En «el sueño de los zapatos pesados», caminaba buscando a Jean-Jacques, que había sido sorprendido en un acto indecente con un tonto del pueblo y había abandonado el lugar. Recuerdo los hombros redondeados y las rodillas sucias del idiota, los viejos pantalones color café que vestía, sus sucios calzoncillos, y, particularmente, los pesados zapatos de piel, varias medidas mayores de los que en realidad le correspondían, con los que paseaba a lo largo del sueño. Declaré ante las autoridades a favor de Jean-Jacques y fue absuelto.

En «el sueño del arsenal», estaba dedicado a preparar una enorme bomba que debía ser lanzada sobre el enemigo. El hombre del bañador negro llegó para examinar los adelantos de mi trabajo, e indicó que habíamos construido un reflector, en lugar de una bomba Afirmó que una tarea mal ejecutada podía apreciarse a cierta distancia, y que la sospecha de nuestras acciones irresponsables lo había traído aquí desde su cuartel, a muchos kilómetros de distancia.

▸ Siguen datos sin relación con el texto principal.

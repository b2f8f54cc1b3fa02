//! SQLite storage implementation
//!
//! This module provides SQLite-backed implementations of the frontier and
//! article stores. Each store owns its own connection and database file.

use crate::state::{FailureDisposition, FailurePolicy, UrlState};
use crate::storage::schema::{initialize_articles_schema, initialize_urls_schema};
use crate::storage::traits::{ArticleStore, FrontierStore, StorageError, StorageResult};
use crate::storage::{Article, UrlRecord};
use chrono::Utc;
use rusqlite::{params, Connection, OptionalExtension};
use std::path::Path;
use std::time::Duration;

type SchemaInit = fn(&Connection) -> Result<(), rusqlite::Error>;

/// Opens a database file, configures it and applies its schema
fn open_connection(path: &Path, init: SchemaInit) -> StorageResult<Connection> {
    let open = || -> Result<Connection, rusqlite::Error> {
        let conn = Connection::open(path)?;

        // Configure SQLite for better performance
        conn.execute_batch(
            "
            PRAGMA journal_mode = WAL;
            PRAGMA synchronous = NORMAL;
            PRAGMA temp_store = MEMORY;
        ",
        )?;
        conn.busy_timeout(Duration::from_secs(5))?;

        init(&conn)?;
        Ok(conn)
    };

    open().map_err(|source| StorageError::Open {
        path: path.display().to_string(),
        source,
    })
}

fn open_in_memory_connection(init: SchemaInit) -> StorageResult<Connection> {
    let open = || -> Result<Connection, rusqlite::Error> {
        let conn = Connection::open_in_memory()?;
        init(&conn)?;
        Ok(conn)
    };

    open().map_err(|source| StorageError::Open {
        path: ":memory:".to_string(),
        source,
    })
}

/// SQLite-backed URL frontier
pub struct SqliteFrontier {
    conn: Connection,
}

impl SqliteFrontier {
    /// Opens or creates the frontier database at `path`
    pub fn open(path: &Path) -> StorageResult<Self> {
        let conn = open_connection(path, initialize_urls_schema)?;
        Ok(Self { conn })
    }

    /// Creates an in-memory frontier (for tests and throwaway crawls)
    pub fn open_in_memory() -> StorageResult<Self> {
        let conn = open_in_memory_connection(initialize_urls_schema)?;
        Ok(Self { conn })
    }
}

impl FrontierStore for SqliteFrontier {
    // ===== Crawl Operations =====

    fn seed(&mut self, url: &str) -> StorageResult<bool> {
        let tx = self.conn.transaction()?;

        let count: i64 = tx.query_row("SELECT COUNT(*) FROM urls", [], |row| row.get(0))?;
        if count > 0 {
            return Ok(false);
        }

        tx.execute(
            "INSERT INTO urls (url, visited, scraped, attempts) VALUES (?1, 0, 0, 0)",
            params![url],
        )?;
        tx.commit()?;

        Ok(true)
    }

    fn next_batch(&self, limit: usize) -> StorageResult<Vec<String>> {
        let mut stmt = self
            .conn
            .prepare_cached("SELECT url FROM urls WHERE visited = 0 ORDER BY rowid LIMIT ?1")?;

        let urls = stmt
            .query_map(params![limit as i64], |row| row.get(0))?
            .collect::<Result<Vec<String>, _>>()?;

        Ok(urls)
    }

    fn mark_visited(&mut self, urls: &[String]) -> StorageResult<()> {
        let tx = self.conn.transaction()?;
        {
            let mut stmt = tx.prepare_cached("UPDATE urls SET visited = 1 WHERE url = ?1")?;
            for url in urls {
                stmt.execute(params![url])?;
            }
        }
        tx.commit()?;
        Ok(())
    }

    fn insert_if_absent(&mut self, urls: &[String]) -> StorageResult<usize> {
        let tx = self.conn.transaction()?;
        let mut inserted = 0;
        {
            let mut stmt = tx.prepare_cached(
                "INSERT OR IGNORE INTO urls (url, visited, scraped, attempts) VALUES (?1, 0, 0, 0)",
            )?;
            for url in urls {
                inserted += stmt.execute(params![url])?;
            }
        }
        tx.commit()?;
        Ok(inserted)
    }

    fn mark_scraped(&mut self, url: &str) -> StorageResult<()> {
        self.conn.execute(
            "UPDATE urls SET visited = 1, scraped = 1 WHERE url = ?1",
            params![url],
        )?;
        Ok(())
    }

    fn record_failure(
        &mut self,
        url: &str,
        policy: FailurePolicy,
    ) -> StorageResult<FailureDisposition> {
        let tx = self.conn.transaction()?;

        let counted = tx.execute(
            "UPDATE urls SET attempts = attempts + 1 WHERE url = ?1 AND scraped = 0",
            params![url],
        )?;
        if counted == 0 {
            // Unknown or already scraped: nothing to put back
            return Ok(FailureDisposition::Abandoned);
        }

        let attempts: u32 = tx.query_row(
            "SELECT attempts FROM urls WHERE url = ?1",
            params![url],
            |row| row.get(0),
        )?;

        let disposition = if policy.should_requeue(attempts) {
            tx.execute(
                "UPDATE urls SET visited = 0 WHERE url = ?1 AND scraped = 0",
                params![url],
            )?;
            FailureDisposition::Requeued
        } else {
            FailureDisposition::Abandoned
        };

        tx.commit()?;
        Ok(disposition)
    }

    fn reclaim_unfinished(&mut self, policy: FailurePolicy) -> StorageResult<usize> {
        let FailurePolicy::Retry { max_attempts } = policy else {
            return Ok(0);
        };

        let tx = self.conn.transaction()?;
        let reclaimed = tx.execute(
            "UPDATE urls SET visited = 0
             WHERE visited = 1 AND scraped = 0 AND attempts < ?1",
            params![max_attempts],
        )?;
        tx.commit()?;

        Ok(reclaimed)
    }

    // ===== Inspection =====

    fn get_url(&self, url: &str) -> StorageResult<Option<UrlRecord>> {
        let row = self
            .conn
            .query_row(
                "SELECT url, visited, scraped, attempts FROM urls WHERE url = ?1",
                params![url],
                |row| {
                    Ok((
                        row.get::<_, String>(0)?,
                        row.get::<_, bool>(1)?,
                        row.get::<_, bool>(2)?,
                        row.get::<_, i64>(3)?,
                    ))
                },
            )
            .optional()?;

        let Some((url, visited, scraped, attempts)) = row else {
            return Ok(None);
        };

        let attempts = u32::try_from(attempts).map_err(|_| StorageError::CorruptRecord {
            url: url.clone(),
            reason: format!("attempts out of range: {}", attempts),
        })?;

        Ok(Some(UrlRecord {
            url,
            visited,
            scraped,
            attempts,
        }))
    }

    fn count_urls(&self) -> StorageResult<u64> {
        let count: i64 = self
            .conn
            .query_row("SELECT COUNT(*) FROM urls", [], |row| row.get(0))?;
        Ok(count as u64)
    }

    fn count_by_state(&self, state: UrlState) -> StorageResult<u64> {
        let (visited, scraped) = state.flags();
        let count: i64 = self.conn.query_row(
            "SELECT COUNT(*) FROM urls WHERE visited = ?1 AND scraped = ?2",
            params![visited, scraped],
            |row| row.get(0),
        )?;
        Ok(count as u64)
    }

    fn count_with_attempts(&self, min_attempts: u32) -> StorageResult<u64> {
        let count: i64 = self.conn.query_row(
            "SELECT COUNT(*) FROM urls WHERE attempts >= ?1",
            params![min_attempts],
            |row| row.get(0),
        )?;
        Ok(count as u64)
    }

    fn count_inconsistent(&self) -> StorageResult<u64> {
        let count: i64 = self.conn.query_row(
            "SELECT COUNT(*) FROM urls WHERE scraped = 1 AND visited = 0",
            [],
            |row| row.get(0),
        )?;
        Ok(count as u64)
    }
}

/// SQLite-backed article table
pub struct SqliteArticles {
    conn: Connection,
}

impl SqliteArticles {
    /// Opens or creates the articles database at `path`
    pub fn open(path: &Path) -> StorageResult<Self> {
        let conn = open_connection(path, initialize_articles_schema)?;
        Ok(Self { conn })
    }

    /// Creates an in-memory article store (for tests and throwaway crawls)
    pub fn open_in_memory() -> StorageResult<Self> {
        let conn = open_in_memory_connection(initialize_articles_schema)?;
        Ok(Self { conn })
    }
}

impl ArticleStore for SqliteArticles {
    fn insert_if_absent(&mut self, article: &Article) -> StorageResult<bool> {
        let now = Utc::now().to_rfc3339();
        let inserted = self.conn.execute(
            "INSERT OR IGNORE INTO articles (url, title, date_published, content, fetched_at)
             VALUES (?1, ?2, ?3, ?4, ?5)",
            params![
                article.url,
                article.title,
                article.date_published,
                article.content,
                now
            ],
        )?;
        Ok(inserted == 1)
    }

    fn get_article(&self, url: &str) -> StorageResult<Option<Article>> {
        let article = self
            .conn
            .query_row(
                "SELECT url, title, date_published, content FROM articles WHERE url = ?1",
                params![url],
                |row| {
                    Ok(Article {
                        url: row.get(0)?,
                        title: row.get::<_, Option<String>>(1)?.unwrap_or_default(),
                        date_published: row.get::<_, Option<String>>(2)?.unwrap_or_default(),
                        content: row.get::<_, Option<String>>(3)?.unwrap_or_default(),
                    })
                },
            )
            .optional()?;

        Ok(article)
    }

    fn count_articles(&self) -> StorageResult<u64> {
        let count: i64 = self
            .conn
            .query_row("SELECT COUNT(*) FROM articles", [], |row| row.get(0))?;
        Ok(count as u64)
    }
}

El tema de mis sueños era con frecuencia el crimen y el castigo. Supongo que me castigaba a mí mismo por el juicio que la sociedad, sin duda superficialmente, no me había impuesto. Una vez, más de una vez, yo había hecho mal alguna cosa. Pero me había equivocado al no proveerme de un centro de fuerza contra la que los demás pudieran reaccionar. Mi vida cotidiana había perdido peso y mis sueños seguían burlándose de mí con sus descripciones de esfuerzos metódicos e inútiles. La serenidad que había elegido felizmente para mi vida, aparecía en mis sueños envuelta en la insalubre luz de la perplejidad, la dependencia, el desorden, la pasividad.